Hopkins, afirmó que la producción nacional tiene 12 años de caída sostenida y alertó que va a seguir cayendo este año, pues no se está haciendo absolutamente nada para revertir la situación y recuperar la producción.
Informó que el sector abastecía 70% del consumo nacional de alimentos, mientras que en este momento, en el mejor de los casos, abastece solo 20% del consumo nacional.
Asimismo, dijo que la caída del consumo per cápita de todos los alimentos y, en especial, de las proteínas ha sido catastrófico. Por ejemplo, el consumo de pollo promediaba 42 kilos por persona y probablemente ahora esté en 10 kilos, y el de carne estuvo en 24 kilos y la última cifra que tenemos es de 7 kilos.
Agregó, que el consumo de huevos, es 20% de lo que en algún momento fue, al pasar de 1,5 millones de cajas por mes a menos de 300.000 cajas al mes. «El venezolano está comiendo muy poco y está comiendo mal», manifestó Hopkins.
En otros rubros agrícolas, los niveles de producción han retrocedido a los niveles varias décadas atrás; por ejemplo, la producción de maíz, principal insumo para la harina precocida, es similar a la de 1970.
Una situación parecida se presenta con la producción de arroz, que es equivalente a la de 1970, pese a que Venezuela llegó a ser exportadora por dos décadas; la de la caña de azúcar es similar a la de 1960 y la de la producción de caraotas está en niveles de los años 40.

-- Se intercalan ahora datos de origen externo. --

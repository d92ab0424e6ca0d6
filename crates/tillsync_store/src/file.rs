//! File-based storage backend for persistent stores.

use crate::backend::StorageBackend;
use crate::error::{StoreError, StoreResult};
use fs2::FileExt;
use parking_lot::RwLock;
use std::fs::{File, OpenOptions};
use std::io::{Read, Seek, SeekFrom, Write};
use std::path::{Path, PathBuf};

/// A file-based storage backend.
///
/// Data survives process restarts. The file is held under an exclusive
/// advisory lock for the lifetime of the backend, so two processes cannot
/// journal into the same store concurrently.
///
/// # Durability
///
/// `flush()` calls `File::sync_all()`: once it returns, appended frames are
/// on disk, not just in the OS page cache.
///
/// # Example
///
/// ```no_run
/// use tillsync_store::{FileBackend, StorageBackend};
/// use std::path::Path;
///
/// let mut backend = FileBackend::open(Path::new("till.journal")).unwrap();
/// backend.append(b"frame").unwrap();
/// backend.flush().unwrap();
/// ```
#[derive(Debug)]
pub struct FileBackend {
    path: PathBuf,
    file: RwLock<File>,
    size: RwLock<u64>,
}

impl FileBackend {
    /// Opens or creates a file backend at the given path.
    ///
    /// # Errors
    ///
    /// Returns [`StoreError::Locked`] if another process holds the file, or
    /// an I/O error if the file cannot be opened or created.
    pub fn open(path: &Path) -> StoreResult<Self> {
        let file = OpenOptions::new()
            .read(true)
            .write(true)
            .create(true)
            .truncate(false)
            .open(path)?;

        file.try_lock_exclusive().map_err(|_| StoreError::Locked)?;
        let size = file.metadata()?.len();

        Ok(Self {
            path: path.to_path_buf(),
            file: RwLock::new(file),
            size: RwLock::new(size),
        })
    }

    /// Opens or creates a file backend, creating parent directories if needed.
    ///
    /// # Errors
    ///
    /// Returns an error if directories cannot be created or the file cannot
    /// be opened.
    pub fn open_with_create_dirs(path: &Path) -> StoreResult<Self> {
        if let Some(parent) = path.parent() {
            std::fs::create_dir_all(parent)?;
        }
        Self::open(path)
    }

    /// Returns the path to the underlying file.
    #[must_use]
    pub fn path(&self) -> &Path {
        &self.path
    }
}

impl Drop for FileBackend {
    fn drop(&mut self) {
        let file = self.file.read();
        let _ = fs2::FileExt::unlock(&*file);
    }
}

impl StorageBackend for FileBackend {
    fn read_at(&self, offset: u64, len: usize) -> StoreResult<Vec<u8>> {
        let size = *self.size.read();
        let end = offset.saturating_add(len as u64);

        if offset > size || end > size {
            return Err(StoreError::ReadPastEnd { offset, len, size });
        }

        if len == 0 {
            return Ok(Vec::new());
        }

        let mut file = self.file.write();
        file.seek(SeekFrom::Start(offset))?;

        let mut buffer = vec![0u8; len];
        file.read_exact(&mut buffer)?;

        Ok(buffer)
    }

    fn append(&mut self, data: &[u8]) -> StoreResult<u64> {
        if data.is_empty() {
            return Ok(*self.size.read());
        }

        let mut file = self.file.write();
        let mut size = self.size.write();

        let offset = *size;
        file.seek(SeekFrom::End(0))?;
        file.write_all(data)?;
        *size += data.len() as u64;

        Ok(offset)
    }

    fn flush(&mut self) -> StoreResult<()> {
        let file = self.file.write();
        file.sync_all()?;
        Ok(())
    }

    fn size(&self) -> StoreResult<u64> {
        Ok(*self.size.read())
    }

    fn truncate(&mut self, new_size: u64) -> StoreResult<()> {
        let file = self.file.write();
        let mut size = self.size.write();

        if new_size > *size {
            return Err(StoreError::Io(std::io::Error::new(
                std::io::ErrorKind::InvalidInput,
                format!(
                    "cannot truncate to size {} beyond current size {}",
                    new_size, *size
                ),
            )));
        }

        file.set_len(new_size)?;
        file.sync_all()?;
        *size = new_size;

        Ok(())
    }
}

Para el próximo ciclo agrícola, la superficie sembrada de maíz no superará las 120.000 hectáreas, menos de un cuarto de las 650.000 hectáreas disponibles, y en una situación similar están las hortalizas, menos de 20 % de la superficie, o las papas, menos de 15 %. “Si el Estado puede importar lo que aquí no se produce, contendrán el hambre”, expresó Hopkins.
Desde su punto de vista, la situación del campo venezolano es la suma de muchos efectos, entre los que citó la falta de insumos como fertilizantes y semillas, la inseguridad personal y jurídica, la crisis eléctrica y la escasez del combustible, lo que se suma al monopolio del Estado.
Los apagones eléctricos y las largas filas para repostar gasolina, que son comunes en el interior del país y especialmente en las zonas agrícolas, son un golpe adicional a la producción de alimentos.
Consideró que el papel del Estado no es asumir el protagonismo de la producción, porque de eso no saben, sino generar políticas y condiciones para que el sector privado pueda trabajar.